Remember the GetDataSubjectId created at the beginning of the article? This class is a good place to contain it. There is also the Serialize method that will accept an event, check if it has sensitive information to encrypt and use the proper serializer settings with or without encryption capabilities to generate the Json for data and metadata and transform them into an array of bytes.

The result of this method is what should be stored in the event store.

Decrypt Text and Masking Mechanism when it Cannot be Decrypted

That was long! We're now half way there and I hope that by now, you are already guessing what the downstream deserialization with the decryption mechanism will look like.

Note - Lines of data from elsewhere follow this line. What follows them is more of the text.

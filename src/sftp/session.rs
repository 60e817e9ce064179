//! SFTP Session
//!
//! [`ProtocolSession`] over the SSH `sftp` subsystem.

use std::time::Duration;

use async_trait::async_trait;
use chrono::{DateTime, Utc};
use russh::client;
use russh::Disconnect;
use russh_sftp::client::error::Error as SftpErrorInner;
use russh_sftp::client::SftpSession as RusshSftpSession;
use russh_sftp::protocol::{FileAttributes, OpenFlags};
use tokio::io::{AsyncReadExt, AsyncWriteExt};
use tracing::{debug, info, warn};

use super::client::{connect_and_authenticate, ClientHandler};
use super::keys::KeyConverter;
use crate::config::{ConnectionConfig, Protocol};
use crate::remote::{path, ProtocolSession, RemoteEntry, RemoteError, RemoteResult};

/// Upper bound for the post-connect ready probe
const READY_PROBE_TIMEOUT: Duration = Duration::from_secs(10);

/// SFTP session wrapper
pub struct SftpSession {
    handle: client::Handle<ClientHandler>,
    sftp: RusshSftpSession,
    /// `user@host:port`, for logs
    label: String,
}

impl SftpSession {
    /// Connect, authenticate and open the SFTP subsystem.
    ///
    /// Returns only once the subsystem has answered a first request, or the
    /// probe timed out while the transport still reports connected.
    pub async fn connect(
        config: &ConnectionConfig,
        converter: &dyn KeyConverter,
        on_authenticating: &(dyn Fn() + Send + Sync),
    ) -> RemoteResult<Self> {
        let label = config.identity().lock_key();
        let handle = connect_and_authenticate(config, converter, on_authenticating).await?;

        info!("Opening SFTP subsystem for {}", label);
        let channel = handle.channel_open_session().await?;
        channel.request_subsystem(true, "sftp").await.map_err(|e| {
            RemoteError::Unsupported(format!("SFTP subsystem not available: {}", e))
        })?;

        let sftp = RusshSftpSession::new(channel.into_stream()).await?;

        let session = Self {
            handle,
            sftp,
            label,
        };
        session.wait_ready().await?;
        Ok(session)
    }

    async fn wait_ready(&self) -> RemoteResult<()> {
        match tokio::time::timeout(READY_PROBE_TIMEOUT, self.sftp.canonicalize(".")).await {
            Ok(Ok(home)) => {
                info!("SFTP ready for {} (home: {})", self.label, home);
                Ok(())
            }
            outcome if !self.handle.is_closed() => {
                let reason = match outcome {
                    Ok(Err(e)) => e.to_string(),
                    _ => format!("no answer within {:?}", READY_PROBE_TIMEOUT),
                };
                warn!(
                    "SFTP ready probe for {} missed ({}); transport is connected, proceeding",
                    self.label, reason
                );
                Ok(())
            }
            _ => Err(RemoteError::Connection(format!(
                "SSH transport to {} closed before SFTP became ready",
                self.label
            ))),
        }
    }

    fn to_entry(path: &str, attrs: &FileAttributes) -> RemoteEntry {
        let modified = attrs.mtime.and_then(mtime_to_utc);
        if attrs.is_dir() {
            RemoteEntry::directory(path, modified)
        } else {
            RemoteEntry::file(path, attrs.size.unwrap_or(0), modified)
        }
    }

    async fn remove_recursive(&self, target: &str) -> RemoteResult<()> {
        let entry = self.stat(target).await?;
        if entry.is_dir {
            for child in self.list(target).await? {
                Box::pin(self.remove_recursive(&child.path)).await?;
            }
            self.sftp
                .remove_dir(target)
                .await
                .map_err(|e| map_sftp_error(e, target))
        } else {
            self.sftp
                .remove_file(target)
                .await
                .map_err(|e| map_sftp_error(e, target))
        }
    }
}

fn mtime_to_utc(secs: u32) -> Option<DateTime<Utc>> {
    DateTime::from_timestamp(i64::from(secs), 0)
}

/// Map SFTP status errors onto the shared taxonomy, attaching the path
fn map_sftp_error(err: SftpErrorInner, path: &str) -> RemoteError {
    RemoteError::from_transport(err.to_string()).at_path(path)
}

#[async_trait]
impl ProtocolSession for SftpSession {
    fn protocol(&self) -> Protocol {
        Protocol::Sftp
    }

    async fn list(&self, dir: &str) -> RemoteResult<Vec<RemoteEntry>> {
        debug!("Listing {}", dir);
        let read_dir = self
            .sftp
            .read_dir(dir)
            .await
            .map_err(|e| map_sftp_error(e, dir))?;

        let mut entries = Vec::new();
        for entry in read_dir {
            let name = entry.file_name();
            if name == "." || name == ".." {
                continue;
            }
            let full_path = path::join(dir, &name);
            entries.push(Self::to_entry(&full_path, &entry.metadata()));
        }
        Ok(entries)
    }

    async fn read(&self, target: &str) -> RemoteResult<Vec<u8>> {
        let mut file = self
            .sftp
            .open(target)
            .await
            .map_err(|e| map_sftp_error(e, target))?;
        let mut data = Vec::new();
        file.read_to_end(&mut data).await?;
        debug!("Read {} bytes from {}", data.len(), target);
        Ok(data)
    }

    async fn write(&self, target: &str, data: &[u8]) -> RemoteResult<()> {
        let mut file = self
            .sftp
            .open_with_flags(
                target,
                OpenFlags::CREATE | OpenFlags::TRUNCATE | OpenFlags::WRITE,
            )
            .await
            .map_err(|e| map_sftp_error(e, target))?;

        file.write_all(data).await?;
        file.flush().await?;
        file.shutdown().await?;

        info!("Wrote {} bytes to {}", data.len(), target);
        Ok(())
    }

    async fn remove(&self, target: &str, recursive: bool) -> RemoteResult<()> {
        info!("Deleting {} (recursive={})", target, recursive);
        if recursive {
            return self.remove_recursive(target).await;
        }
        let entry = self.stat(target).await?;
        let result = if entry.is_dir {
            self.sftp.remove_dir(target).await
        } else {
            self.sftp.remove_file(target).await
        };
        result.map_err(|e| map_sftp_error(e, target))
    }

    async fn rename(&self, from: &str, to: &str) -> RemoteResult<()> {
        info!("Renaming {} to {}", from, to);
        self.sftp
            .rename(from, to)
            .await
            .map_err(|e| map_sftp_error(e, from))
    }

    async fn mkdir(&self, target: &str) -> RemoteResult<()> {
        info!("Creating directory {}", target);
        self.sftp
            .create_dir(target)
            .await
            .map_err(|e| map_sftp_error(e, target))
    }

    async fn stat(&self, target: &str) -> RemoteResult<RemoteEntry> {
        let attrs = self
            .sftp
            .metadata(target)
            .await
            .map_err(|e| map_sftp_error(e, target))?;
        Ok(Self::to_entry(target, &attrs))
    }

    async fn probe(&self) -> bool {
        self.is_connected()
    }

    async fn keep_alive(&self) -> RemoteResult<()> {
        self.sftp.canonicalize(".").await?;
        Ok(())
    }

    fn is_connected(&self) -> bool {
        !self.handle.is_closed()
    }

    async fn close(&self) -> RemoteResult<()> {
        debug!("Closing SFTP session for {}", self.label);
        if let Err(e) = self.sftp.close().await {
            debug!("SFTP close for {} returned: {}", self.label, e);
        }
        self.handle
            .disconnect(Disconnect::ByApplication, "", "en")
            .await?;
        info!("SFTP session closed for {}", self.label);
        Ok(())
    }
}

But first we need to figure out what happens when an encrypted event is retrieved and there is no encryption key available to decrypt its fields. It could be, as expected, that a user decided to be forgotten and the key was deleted. We will have a Json with encrypted values that needs to be deserialized into a specific object. But this destination object may expect dates, or numbers, or Guid, not a bunch of illegible characters!

Somehow we must take into consideration two important things:

  • Which text is 'normal' text that must be left as it is, and which one is encrypted data that has to be decrypted
  • How to handle encrypted data that cannot be decrypted
  • How to optionally mask text that cannot be decrypted so that it looks nicer.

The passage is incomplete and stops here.